Systematic Sampling as It Is

In addition, this method is an implementation of probability sampling and, hence, it’s one of the primary methods used by researchers. It allows for a great spread across any population and helps to remove bias. Keep on reading and learn all ins and outs of this universal method.

First, let’s make sure you understand what systematic sampling technique is. systematic sampling is a statistical probability method used to select population members by setting a fixed interval (k value). Researchers use this method to zero down on any population in a study. In simpler terms, zeroing down on a population means finding the nearest divisible number that can be determined in a population, which is divisible by sample. 

Furthermore, conducting systematic sampling allows researchers to select a random starting point and then proceed to the nearest k value to figure out the interval. In addition, to ensure accurate results, one must determine a population order before using this method.

It is important that you learn when it is appropriate to use systematic sampling as the properties of any population greatly determine your research outcome. As was mentioned above, researchers should use a fixed k interval when the population is ordered. When it comes to obtaining the desired sample, a systematic method provides benefits similar to those found in randomization. On the flip side, this method is much easier to conduct as you can get an entire population list without having to manipulate data. However, avoid this method if patterns are already present in your dataset.

There are 3 main types of systematic sampling:

Each type has its own special advantages that can enhance your research if used right.

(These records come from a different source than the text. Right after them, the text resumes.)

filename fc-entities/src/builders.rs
pub trait Builder {
    type Build;
    fn build() -> Self::Build;
}

pub use self::{restaurant_builder::*, review_builder::*, user_builder::*};

pub mod user_builder {

    use super::*;
    use crate::{email::*, id::*, password::*, time::*, user::*};

    #[derive(Debug)]
    pub struct UserBuild {
        user: User,
    }

    impl UserBuild {
        pub fn id(mut self, id: &str) -> Self {
            self.user.id = id.into();
            self
        }
        pub fn username(mut self, username: &str) -> Self {
            self.user.username = username.into();
            self
        }
        pub fn email(mut self, email: &str) -> Self {
            self.user.email = email.parse().unwrap();
            self
        }
        pub fn password(mut self, password: &str) -> Self {
            self.user.password = password.parse().unwrap();
            self
        }
        pub fn kind(mut self, kind: UserKind) -> Self {
            self.user.kind = kind;
            self
        }
        pub fn loyalty_points(mut self, points: u64) -> Self {
            self.user.loyalty_points = points;
            self
        }
        pub fn restaurant_id(mut self, id: &str) -> Self {
            self.user.restaurant_id = Some(id.into());
            self
        }
        pub fn finish(self) -> User {
            self.user
        }
    }

    impl Builder for User {
        type Build = UserBuild;
        fn build() -> UserBuild {
            UserBuild {
                user: User {
                    id: Id::new(),
                    username: "foodie".into(),
                    email: EmailAddress::new_unchecked("foodie@example.com".into()),
                    password: Password::from("not-a-valid-hash".to_string()),
                    kind: UserKind::Foodie,
                    loyalty_points: 0,
                    profile_picture_url: None,
                    bio: None,
                    restaurant_id: None,
                    created_at: Timestamp::now(),
                },
            }
        }
    }
}

pub mod restaurant_builder {

    use super::*;
    use crate::{geo::*, id::*, restaurant::*, time::*};

    #[derive(Debug)]
    pub struct RestaurantBuild {
        restaurant: Restaurant,
    }

    impl RestaurantBuild {
        pub fn id(mut self, id: &str) -> Self {
            self.restaurant.id = id.into();
            self
        }
        pub fn owner_id(mut self, id: &str) -> Self {
            self.restaurant.owner_id = id.into();
            self
        }
        pub fn name(mut self, name: &str) -> Self {
            self.restaurant.name = name.into();
            self
        }
        pub fn pos(mut self, pos: MapPoint) -> Self {
            self.restaurant.pos = pos;
            self
        }
        pub fn cuisine_type(mut self, cuisine_type: &str) -> Self {
            self.restaurant.cuisine_type = cuisine_type.into();
            self
        }
        pub fn finish(self) -> Restaurant {
            self.restaurant
        }
    }

    impl Builder for Restaurant {
        type Build = RestaurantBuild;
        fn build() -> RestaurantBuild {
            RestaurantBuild {
                restaurant: Restaurant {
                    id: Id::new(),
                    owner_id: Id::new(),
                    name: "Trattoria".into(),
                    address: String::new(),
                    pos: MapPoint::from_lat_lng_deg(0.0, 0.0),
                    cuisine_type: "Italian".into(),
                    is_verified: false,
                    created_at: Timestamp::now(),
                },
            }
        }
    }
}

pub mod review_builder {

    use super::*;
    use crate::{id::*, rating::*, review::*, time::*};

    #[derive(Debug)]
    pub struct ReviewBuild {
        review: Review,
    }

    impl ReviewBuild {
        pub fn id(mut self, id: &str) -> Self {
            self.review.id = id.into();
            self
        }
        pub fn author_id(mut self, id: &str) -> Self {
            self.review.author_id = id.into();
            self
        }
        pub fn restaurant_id(mut self, id: &str) -> Self {
            self.review.restaurant_id = id.into();
            self
        }
        pub fn rating(mut self, rating: u8) -> Self {
            self.review.rating = rating.into();
            self
        }
        pub fn text(mut self, text: &str) -> Self {
            self.review.text = text.into();
            self
        }
        pub fn promoter_request(mut self, flag: bool) -> Self {
            self.review.is_promoter_request = flag;
            self
        }
        pub fn created_at(mut self, at: Timestamp) -> Self {
            self.review.created_at = at;
            self
        }
        pub fn finish(self) -> Review {
            self.review
        }
    }

    impl Builder for Review {
        type Build = ReviewBuild;
        fn build() -> ReviewBuild {
            ReviewBuild {
                review: Review {
                    id: Id::new(),
                    author_id: Id::new(),
                    restaurant_id: Id::new(),
                    rating: RatingValue::max(),
                    text: "Delicious".into(),
                    photo_urls: vec![],
                    is_promoter_request: false,
                    created_at: Timestamp::now(),
                },
            }
        }
    }
}
use std::time::Duration;

use fc_core::{
    gateways::{code_cipher::CodeCipher, notify::NotificationGateway},
    offers::OfferCatalog,
};
use rocket::{config::Config as RocketCfg, Rocket, Route};

pub mod api;
mod guards;
pub mod jwt;
mod sqlite;

#[cfg(test)]
pub mod tests;

#[derive(Debug, Clone)]
pub struct Cfg {
    /// A random secret is generated if `None`.
    pub jwt_secret: Option<String>,
    pub token_expire_in: Duration,
    pub offers: OfferCatalog,
}

impl Cfg {
    pub const DEFAULT_TOKEN_EXPIRE_IN: Duration = Duration::from_secs(14 * 24 * 60 * 60);
}

impl Default for Cfg {
    fn default() -> Self {
        Self {
            jwt_secret: None,
            token_expire_in: Self::DEFAULT_TOKEN_EXPIRE_IN,
            offers: OfferCatalog::default(),
        }
    }
}

pub(crate) struct InstanceOptions {
    mounts: Vec<(&'static str, Vec<Route>)>,
    rocket_cfg: Option<RocketCfg>,
    cfg: Cfg,
    version: &'static str,
}

pub(crate) struct Gateways {
    cipher: Box<dyn CodeCipher + Send + Sync>,
    notify: Box<dyn NotificationGateway + Send + Sync>,
}

pub(crate) fn rocket_instance(
    options: InstanceOptions,
    db: sqlite::Connections,
    gateways: Gateways,
) -> Rocket<rocket::Build> {
    let InstanceOptions {
        mounts,
        rocket_cfg,
        cfg,
        version,
    } = options;
    let Gateways { cipher, notify } = gateways;

    let jwt_state = match &cfg.jwt_secret {
        Some(secret) => jwt::JwtState::new(secret.as_bytes(), cfg.token_expire_in),
        None => {
            warn!("No JWT secret configured: issued tokens will not survive a restart");
            jwt::JwtState::random(cfg.token_expire_in)
        }
    };

    info!("Initialization finished");

    let r = match rocket_cfg {
        Some(cfg) => rocket::custom(cfg),
        None => rocket::build(),
    };

    let cipher = guards::Cipher(cipher);
    let notify_gw = guards::Notify(notify);
    let version = guards::Version(version);

    let mut instance = r
        .manage(db)
        .manage(jwt_state)
        .manage(cipher)
        .manage(notify_gw)
        .manage(cfg)
        .manage(version)
        .register("/", api::catchers());

    for (m, r) in mounts {
        instance = instance.mount(m, r);
    }
    instance
}

fn mounts() -> Vec<(&'static str, Vec<Route>)> {
    vec![("/api", api::routes())]
}

pub async fn run(
    db: sqlite::Connections,
    enable_cors: bool,
    cfg: Cfg,
    cipher: Box<dyn CodeCipher + Send + Sync>,
    notify: Box<dyn NotificationGateway + Send + Sync>,
    version: &'static str,
) {
    let mounts = mounts();
    let options = InstanceOptions {
        mounts,
        rocket_cfg: None,
        cfg,
        version,
    };
    let gateways = Gateways { cipher, notify };

    let instance = rocket_instance(options, db, gateways);
    let server_task = if enable_cors {
        let cors = match rocket_cors::CorsOptions::default().to_cors() {
            Ok(cors) => cors,
            Err(err) => {
                error!("Invalid CORS options: {err}");
                return;
            }
        };
        instance.attach(cors).launch()
    } else {
        instance.launch()
    };
    if let Err(err) = server_task.await {
        error!("Unable to run web server: {err}");
    }
}
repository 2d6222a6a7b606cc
use std::{borrow::Borrow, fmt, str::FromStr};

use uuid::Uuid;

/// Portable public identifier with a string representation.
#[derive(Default, Debug, Clone, Eq, PartialEq, Ord, PartialOrd, Hash)]
pub struct Id(String);

impl Id {
    pub fn new() -> Self {
        Uuid::new_v4().into()
    }

    pub fn is_valid(&self) -> bool {
        !self.0.trim().is_empty()
    }

    pub fn as_str(&self) -> &str {
        self.0.as_str()
    }
}

impl AsRef<str> for Id {
    fn as_ref(&self) -> &str {
        self.0.as_str()
    }
}

impl From<String> for Id {
    fn from(from: String) -> Self {
        Self(from)
    }
}

impl From<&str> for Id {
    fn from(from: &str) -> Self {
        from.to_owned().into()
    }
}

impl From<Uuid> for Id {
    fn from(from: Uuid) -> Self {
        from.as_simple().to_string().into()
    }
}

impl From<Id> for String {
    fn from(from: Id) -> Self {
        from.0
    }
}

impl FromStr for Id {
    type Err = ();
    fn from_str(s: &str) -> Result<Id, Self::Err> {
        Ok(s.into())
    }
}

impl Borrow<str> for Id {
    fn borrow(&self) -> &str {
        self.as_ref()
    }
}

impl fmt::Display for Id {
    fn fmt(&self, f: &mut fmt::Formatter) -> Result<(), fmt::Error> {
        f.write_str(self.as_ref())
    }
}

#[cfg(test)]
mod tests {
    use super::*;

    #[test]
    fn new_ids_are_unique_and_valid() {
        let a = Id::new();
        let b = Id::new();
        assert!(a.is_valid());
        assert_ne!(a, b);
        assert_eq!(32, a.as_str().len());
    }

    #[test]
    fn blank_ids_are_invalid() {
        assert!(!Id::default().is_valid());
        assert!(!Id::from("  ").is_valid());
    }
}
table! {
    users (id) {
        id -> Text,
        username -> Text,
        email -> Text,
        password -> Text,
        kind -> SmallInt,
        loyalty_points -> BigInt,
        profile_picture_url -> Nullable<Text>,
        bio -> Nullable<Text>,
        restaurant_id -> Nullable<Text>,
        created_at -> BigInt,
    }
}

table! {
    restaurants (id) {
        id -> Text,
        owner_id -> Text,
        name -> Text,
        address -> Text,
        lat -> Double,
        lon -> Double,
        cuisine_type -> Text,
        is_verified -> Bool,
        created_at -> BigInt,
    }
}

table! {
    reviews (id) {
        id -> Text,
        author_id -> Text,
        restaurant_id -> Text,
        rating -> SmallInt,
        review_text -> Text,
        is_promoter_request -> Bool,
        created_at -> BigInt,
    }
}

table! {
    review_photos (review_id, position) {
        review_id -> Text,
        position -> SmallInt,
        url -> Text,
    }
}

table! {
    promotion_requests (review_id) {
        review_id -> Text,
        restaurant_id -> Text,
        promoter_id -> Text,
        status -> SmallInt,
        created_at -> BigInt,
        approved_at -> Nullable<BigInt>,
        offer_id -> Nullable<Text>,
    }
}

table! {
    redemption_codes (id) {
        id -> Text,
        review_id -> Text,
        offer_id -> Text,
        restaurant_id -> Text,
        promoter_id -> Text,
        sealed -> Text,
        reward_points -> BigInt,
        issued_at -> BigInt,
        expires_at -> Nullable<BigInt>,
        redeemed_at -> Nullable<BigInt>,
        redeemed_by -> Nullable<Text>,
    }
}

table! {
    followers (follower_id, following_id) {
        follower_id -> Text,
        following_id -> Text,
        created_at -> BigInt,
    }
}

table! {
    idempotency_keys (owner_id, idem_key) {
        owner_id -> Text,
        idem_key -> Text,
        operation -> Text,
        request_ref -> Text,
        resource_id -> Text,
        created_at -> BigInt,
    }
}

joinable!(reviews -> restaurants (restaurant_id));
joinable!(review_photos -> reviews (review_id));
joinable!(promotion_requests -> reviews (review_id));

allow_tables_to_appear_in_same_query!(
    users,
    restaurants,
    reviews,
    review_photos,
    promotion_requests,
    redemption_codes,
    followers,
    idempotency_keys,
);
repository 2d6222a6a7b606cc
use std::path::PathBuf;

use anyhow::Result;
use clap::Parser;
use fc_core::gateways::code_cipher::CodeCipher;
use fc_gateways::{code_cipher::AesGcmCodeCipher, notify::Notify};

use crate::config::Config;

#[derive(Debug, Parser)]
#[command(name = "foodies-circle", version, about = "Foodie's Circle promotion service")]
struct Args {
    /// Configuration file
    #[arg(long, value_name = "FILE")]
    config: Option<PathBuf>,
    /// URL to the database
    #[arg(long, value_name = "DATABASE_URL")]
    db_url: Option<String>,
    /// Allow requests from any origin
    #[arg(long)]
    enable_cors: bool,
}

pub async fn run() -> Result<()> {
    let args = Args::parse();
    let mut cfg = Config::try_load_from_file_or_default(args.config.as_ref())?;
    if let Some(db_url) = args.db_url {
        cfg.db.conn_sqlite = db_url;
    }
    if args.enable_cors {
        cfg.webserver.enable_cors = true;
    }

    log::info!("Connecting to SQLite database {}", cfg.db.conn_sqlite);
    let connections =
        fc_db_sqlite::Connections::init(&cfg.db.conn_sqlite, cfg.db.conn_pool_size.into())?;
    fc_db_sqlite::run_embedded_database_migrations(connections.exclusive()?)?;

    let cipher: Box<dyn CodeCipher + Send + Sync> = match &cfg.promotions.code_key {
        Some(key) => Box::new(AesGcmCodeCipher::from_base64_key(key)?),
        None => {
            log::warn!("No code key configured: issued redemption codes will not survive a restart");
            Box::new(AesGcmCodeCipher::generate())
        }
    };
    let notify = Box::new(Notify::all());

    let web_cfg = fc_webserver::Cfg {
        jwt_secret: cfg.webserver.jwt_secret,
        token_expire_in: cfg.webserver.token_expire_in,
        offers: cfg.promotions.offers,
    };
    fc_webserver::run(
        connections,
        cfg.webserver.enable_cors,
        web_cfg,
        cipher,
        notify,
        env!("CARGO_PKG_VERSION"),
    )
    .await;
    Ok(())
}

#[cfg(test)]
mod tests {
    use super::*;
    use clap::CommandFactory;

    #[test]
    fn verify_args() {
        Args::command().debug_assert();
    }

    #[test]
    fn parse_args() {
        let args = Args::try_parse_from([
            "foodies-circle",
            "--config",
            "custom.toml",
            "--db-url",
            "test.db",
            "--enable-cors",
        ])
        .unwrap();
        assert_eq!(Some(PathBuf::from("custom.toml")), args.config);
        assert_eq!(Some("test.db".to_string()), args.db_url);
        assert!(args.enable_cors);
    }
}
mod cli;
mod config;

#[tokio::main]
async fn main() -> anyhow::Result<()> {
    dotenvy::dotenv().ok();
    env_logger::Builder::from_env(env_logger::Env::default().default_filter_or("info")).init();
    cli::run().await
}
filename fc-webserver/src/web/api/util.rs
use super::*;

#[get("/server/version")]
pub fn get_version(version: &State<Version>) -> &'static str {
    version.0
}
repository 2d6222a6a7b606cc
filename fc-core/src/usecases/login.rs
use super::prelude::*;

pub struct Credentials<'a> {
    pub email: &'a str,
    pub password: &'a str,
}

pub fn login_with_email<R>(repo: &R, login: &Credentials) -> Result<User>
where
    R: UserRepo,
{
    let email = login
        .email
        .parse::<EmailAddress>()
        .map_err(|_| Error::Credentials)?;
    match repo.try_get_user_by_email(&email)? {
        Some(user) if user.password.verify(login.password) => Ok(user),
        _ => Err(Error::Credentials),
    }
}

#[cfg(test)]
mod tests {
    use super::{
        super::{register_foodie, tests::MockDb, NewUser},
        *,
    };

    fn db_with_user() -> MockDb {
        let db = MockDb::default();
        register_foodie(
            &db,
            NewUser {
                username: "foo".into(),
                email: "foo@bar.de".into(),
                password: "secret".into(),
            },
        )
        .unwrap();
        db
    }

    #[test]
    fn login_with_valid_credentials() {
        let db = db_with_user();
        let user = login_with_email(
            &db,
            &Credentials {
                email: "Foo@Bar.de",
                password: "secret",
            },
        )
        .unwrap();
        assert_eq!("foo", user.username);
    }

    #[test]
    fn login_with_invalid_credentials() {
        let db = db_with_user();
        for (email, password) in [
            ("foo@bar.de", "wrong!"),
            ("baz@bar.de", "secret"),
            ("", "secret"),
        ] {
            assert!(matches!(
                login_with_email(&db, &Credentials { email, password }),
                Err(Error::Credentials)
            ));
        }
    }
}
use std::fmt;

/// A geographical position in decimal degrees (WGS84).
#[derive(Clone, Copy, Debug, Default, PartialEq)]
pub struct MapPoint {
    lat: f64,
    lng: f64,
}

impl MapPoint {
    const LAT_MAX: f64 = 90.0;
    const LNG_MAX: f64 = 180.0;

    pub fn from_lat_lng_deg<LAT: Into<f64>, LNG: Into<f64>>(lat: LAT, lng: LNG) -> Self {
        let res = Self {
            lat: lat.into(),
            lng: lng.into(),
        };
        debug_assert!(res.is_valid());
        res
    }

    pub fn try_from_lat_lng_deg<LAT: Into<f64>, LNG: Into<f64>>(
        lat: LAT,
        lng: LNG,
    ) -> Option<Self> {
        let res = Self {
            lat: lat.into(),
            lng: lng.into(),
        };
        res.is_valid().then_some(res)
    }

    pub const fn lat(self) -> f64 {
        self.lat
    }

    pub const fn lng(self) -> f64 {
        self.lng
    }

    pub fn is_valid(self) -> bool {
        self.lat.is_finite()
            && self.lng.is_finite()
            && self.lat.abs() <= Self::LAT_MAX
            && self.lng.abs() <= Self::LNG_MAX
    }

    pub fn to_lat_lng_rad(self) -> (f64, f64) {
        (self.lat.to_radians(), self.lng.to_radians())
    }

    pub const fn to_lat_lng_deg(self) -> (f64, f64) {
        (self.lat, self.lng)
    }
}

impl fmt::Display for MapPoint {
    fn fmt(&self, f: &mut fmt::Formatter) -> Result<(), fmt::Error> {
        write!(f, "{},{}", self.lat, self.lng)
    }
}

#[derive(Clone, Copy, Debug, Default, PartialEq, PartialOrd)]
pub struct Distance(f64);

impl Distance {
    pub const fn infinite() -> Self {
        Self(f64::INFINITY)
    }

    pub const fn from_meters(meters: f64) -> Self {
        Self(meters)
    }

    pub const fn to_meters(self) -> f64 {
        self.0
    }

    pub fn to_kilometers(self) -> f64 {
        self.0 / 1_000.0
    }

    pub fn is_valid(self) -> bool {
        self.0 >= 0.0
    }
}

const MEAN_EARTH_RADIUS: Distance = Distance::from_meters(6_371_000.0);

impl MapPoint {
    /// Great-circle distance on the surface of the earth
    /// using the Haversine formula.
    pub fn distance(p1: MapPoint, p2: MapPoint) -> Option<Distance> {
        if !p1.is_valid() || !p2.is_valid() {
            return None;
        }
        let (lat1_rad, lng1_rad) = p1.to_lat_lng_rad();
        let (lat2_rad, lng2_rad) = p2.to_lat_lng_rad();

        let dlat_half_sin = ((lat2_rad - lat1_rad) / 2.0).sin();
        let dlng_half_sin = ((lng2_rad - lng1_rad) / 2.0).sin();

        let a = dlat_half_sin * dlat_half_sin
            + lat1_rad.cos() * lat2_rad.cos() * dlng_half_sin * dlng_half_sin;
        // Rounding errors may push `a` slightly out of [0, 1]
        let a = a.clamp(0.0, 1.0);
        let c = 2.0 * a.sqrt().atan2((1.0 - a).sqrt());

        Some(Distance::from_meters(MEAN_EARTH_RADIUS.to_meters() * c))
    }
}
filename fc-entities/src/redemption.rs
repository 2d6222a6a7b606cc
use crate::{id::Id, offer::OfferId, time::Timestamp};

/// A single-use code issued on approval of a promoter request.
#[rustfmt::skip]
#[derive(Debug, Clone, PartialEq, Eq)]
pub struct RedemptionCode {
    pub id            : Id,
    pub review_id     : Id,
    pub offer_id      : OfferId,
    pub restaurant_id : Id,
    pub promoter_id   : Id,
    /// The sealed representation that has been handed out.
    pub sealed        : String,
    pub reward_points : u64,
    pub issued_at     : Timestamp,
    pub expires_at    : Option<Timestamp>,
    pub redeemed_at   : Option<Timestamp>,
    pub redeemed_by   : Option<Id>,
}

impl RedemptionCode {
    pub fn payload(&self) -> CodePayload {
        CodePayload {
            code_id: self.id.clone(),
            offer_id: self.offer_id.clone(),
            restaurant_id: self.restaurant_id.clone(),
            reviewer_id: self.promoter_id.clone(),
            review_id: self.review_id.clone(),
            issued_at: self.issued_at,
            expires_at: self.expires_at,
        }
    }

    /// Checks that an opened payload refers to exactly this code.
    pub fn matches(&self, payload: &CodePayload) -> bool {
        self.payload() == *payload
    }

    pub fn is_expired_at(&self, now: Timestamp) -> bool {
        self.expires_at.map(|exp| now >= exp).unwrap_or(false)
    }

    pub fn is_redeemed(&self) -> bool {
        self.redeemed_at.is_some()
    }
}

/// The content of a sealed redemption code.
#[rustfmt::skip]
#[derive(Debug, Clone, PartialEq, Eq)]
pub struct CodePayload {
    pub code_id       : Id,
    pub offer_id      : OfferId,
    pub restaurant_id : Id,
    pub reviewer_id   : Id,
    pub review_id     : Id,
    pub issued_at     : Timestamp,
    pub expires_at    : Option<Timestamp>,
}

/// The outcome of a successful redemption.
#[rustfmt::skip]
#[derive(Debug, Clone, PartialEq, Eq)]
pub struct Redemption {
    pub code_id        : Id,
    pub offer_id       : OfferId,
    pub restaurant_id  : Id,
    pub promoter_id    : Id,
    pub points_awarded : u64,
    pub redeemed_at    : Timestamp,
}

impl Redemption {
    /// Rebuilds the outcome of a code that has already been redeemed.
    pub fn from_redeemed_code(code: &RedemptionCode) -> Option<Self> {
        let redeemed_at = code.redeemed_at?;
        Some(Self {
            code_id: code.id.clone(),
            offer_id: code.offer_id.clone(),
            restaurant_id: code.restaurant_id.clone(),
            promoter_id: code.promoter_id.clone(),
            points_awarded: code.reward_points,
            redeemed_at,
        })
    }
}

Read on and find out which method is more applicable in your study and what benefits these types have.

Circular systematic sampling with equal probability, as its name suggests, presents the population in a circular manner. In this type, your sample will begin from the same starting point. To choose your target data, you should calculate an interval first. 

A formula for k interval can be represented as N/n where N is a total population and n is a sample size. For instance, if N=10 and n=2, your k will be 5.  An r value can now be taken from any point of the population beginning up until k value. Sampling is considered done when a circular motion through a population is completed and your n value is achieved.

Linear systematic sampling involves the use of a linear cluster in a tabulated row & columns format where your k interval is determined by N/n.  This formula is identical to the circular one with the only difference being in how populations are represented. This method follows a linear direction and stops once a population ends. 

To decide the probability of a selected element using this method, several columns are constructed based on your k value. This means that if N/n gives 3, you will use 3 columns to present your population. Then, your entire population is tabulated within these 3 columns, and results generated.

Systematic random sampling is a method that allows researchers to choose samples at a fixed interval. 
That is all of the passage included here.